### Material provided
------------

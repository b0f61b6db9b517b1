#![forbid(unsafe_code)]

//! Version-tracked shared values with change notification.
//!
//! # Design
//!
//! [`Observable<T>`] wraps a value in shared, reference-counted storage.
//! Mutations that actually change the value bump a monotonically increasing
//! version and notify every live subscriber, in registration order, with a
//! reference to the new value.
//!
//! # Failure Modes
//!
//! - **Subscriber panics**: The value and version are already updated; the
//!   remaining subscribers of that notification cycle are skipped.
//! - **Subscriber mutates the same observable**: Supported. Callbacks run
//!   after the interior borrow is released, so a nested `set()` starts its own
//!   notification cycle.

use std::any::Any;
use std::cell::RefCell;
use std::rc::{Rc, Weak};

type Callback<T> = dyn Fn(&T);

/// Shared interior for [`Observable<T>`].
struct ObservableInner<T> {
    value: T,
    /// Bumped once per effective mutation.
    version: u64,
    /// Weak handles; the strong side lives in the matching [`Subscription`].
    subscribers: Vec<Weak<Callback<T>>>,
}

/// A shared, version-tracked value.
///
/// Cloning an `Observable` creates a new handle to the **same** value.
///
/// # Invariants
///
/// 1. `version` increments by 1 on each `set()`/`update()` that changes the
///    value.
/// 2. Equal writes neither bump the version nor notify.
pub struct Observable<T> {
    inner: Rc<RefCell<ObservableInner<T>>>,
}

impl<T> Clone for Observable<T> {
    fn clone(&self) -> Self {
        Self {
            inner: Rc::clone(&self.inner),
        }
    }
}

impl<T: std::fmt::Debug> std::fmt::Debug for Observable<T> {
    fn fmt(&self, f: &mut std::fmt::Formatter<'_>) -> std::fmt::Result {
        let inner = self.inner.borrow();
        f.debug_struct("Observable")
            .field("value", &inner.value)
            .field("version", &inner.version)
            .field("subscribers", &inner.subscribers.len())
            .finish()
    }
}

/// RAII guard for an [`Observable`] subscription.
///
/// The callback stays registered for as long as this guard is alive.
pub struct Subscription {
    _callback: Rc<dyn Any>,
}

impl std::fmt::Debug for Subscription {
    fn fmt(&self, f: &mut std::fmt::Formatter<'_>) -> std::fmt::Result {
        f.debug_struct("Subscription").finish_non_exhaustive()
    }
}

impl<T: Clone + PartialEq + 'static> Observable<T> {
    /// Create a new observable holding `value` at version 0.
    #[must_use]
    pub fn new(value: T) -> Self {
        Self {
            inner: Rc::new(RefCell::new(ObservableInner {
                value,
                version: 0,
                subscribers: Vec::new(),
            })),
        }
    }

    /// Clone of the current value.
    #[must_use]
    pub fn get(&self) -> T {
        self.inner.borrow().value.clone()
    }

    /// Access the current value by reference.
    ///
    /// # Panics
    ///
    /// Panics if the closure calls `set()` on the same observable.
    pub fn with<R>(&self, f: impl FnOnce(&T) -> R) -> R {
        f(&self.inner.borrow().value)
    }

    /// Replace the value. No-op when `value` equals the current value.
    pub fn set(&self, value: T) {
        {
            let mut inner = self.inner.borrow_mut();
            if inner.value == value {
                return;
            }
            inner.value = value;
            inner.version += 1;
        }
        self.notify();
    }

    /// Mutate the value in place. Notifies only if the result differs.
    pub fn update(&self, f: impl FnOnce(&mut T)) {
        let mut next = self.get();
        f(&mut next);
        self.set(next);
    }

    /// Current version. Starts at 0.
    #[must_use]
    pub fn version(&self) -> u64 {
        self.inner.borrow().version
    }

    /// Register a change callback.
    ///
    /// The callback fires after every effective mutation until the returned
    /// [`Subscription`] is dropped.
    #[must_use = "dropping the Subscription unsubscribes immediately"]
    pub fn subscribe(&self, callback: impl Fn(&T) + 'static) -> Subscription {
        let strong: Rc<Callback<T>> = Rc::new(callback);
        self.inner
            .borrow_mut()
            .subscribers
            .push(Rc::downgrade(&strong));
        Subscription {
            _callback: Rc::new(strong),
        }
    }

    /// Number of live subscribers.
    #[must_use]
    pub fn subscriber_count(&self) -> usize {
        self.inner
            .borrow()
            .subscribers
            .iter()
            .filter(|w| w.strong_count() > 0)
            .count()
    }

    /// Whether both handles point at the same value.
    #[must_use]
    pub fn ptr_eq(&self, other: &Self) -> bool {
        Rc::ptr_eq(&self.inner, &other.inner)
    }

    fn notify(&self) {
        let (callbacks, snapshot) = {
            let mut inner = self.inner.borrow_mut();
            inner.subscribers.retain(|w| w.strong_count() > 0);
            let callbacks: Vec<_> = inner.subscribers.iter().filter_map(Weak::upgrade).collect();
            (callbacks, inner.value.clone())
        };
        for callback in callbacks {
            callback(&snapshot);
        }
    }
}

------------

### Task to carry out
Once the line containing "impl<T: std::fmt::Debug> std::fmt::Debug" has been written out, please stop; every line before it, back to the first line of the records above, should be given exactly.

### Written solution
repository b0f61b6db9b517b1
#![forbid(unsafe_code)]

//! Version-tracked shared values with change notification.
//!
//! # Design
//!
//! [`Observable<T>`] wraps a value in shared, reference-counted storage.
//! Mutations that actually change the value bump a monotonically increasing
//! version and notify every live subscriber, in registration order, with a
//! reference to the new value.
//!
//! # Failure Modes
//!
//! - **Subscriber panics**: The value and version are already updated; the
//!   remaining subscribers of that notification cycle are skipped.
//! - **Subscriber mutates the same observable**: Supported. Callbacks run
//!   after the interior borrow is released, so a nested `set()` starts its own
//!   notification cycle.

use std::any::Any;
use std::cell::RefCell;
use std::rc::{Rc, Weak};

type Callback<T> = dyn Fn(&T);

/// Shared interior for [`Observable<T>`].
struct ObservableInner<T> {
    value: T,
    /// Bumped once per effective mutation.
    version: u64,
    /// Weak handles; the strong side lives in the matching [`Subscription`].
    subscribers: Vec<Weak<Callback<T>>>,
}

/// A shared, version-tracked value.
///
/// Cloning an `Observable` creates a new handle to the **same** value.
///
/// # Invariants
///
/// 1. `version` increments by 1 on each `set()`/`update()` that changes the
///    value.
/// 2. Equal writes neither bump the version nor notify.
pub struct Observable<T> {
    inner: Rc<RefCell<ObservableInner<T>>>,
}

impl<T> Clone for Observable<T> {
    fn clone(&self) -> Self {
        Self {
            inner: Rc::clone(&self.inner),
        }
    }
}

impl<T: std::fmt::Debug> std::fmt::Debug for Observable<T> {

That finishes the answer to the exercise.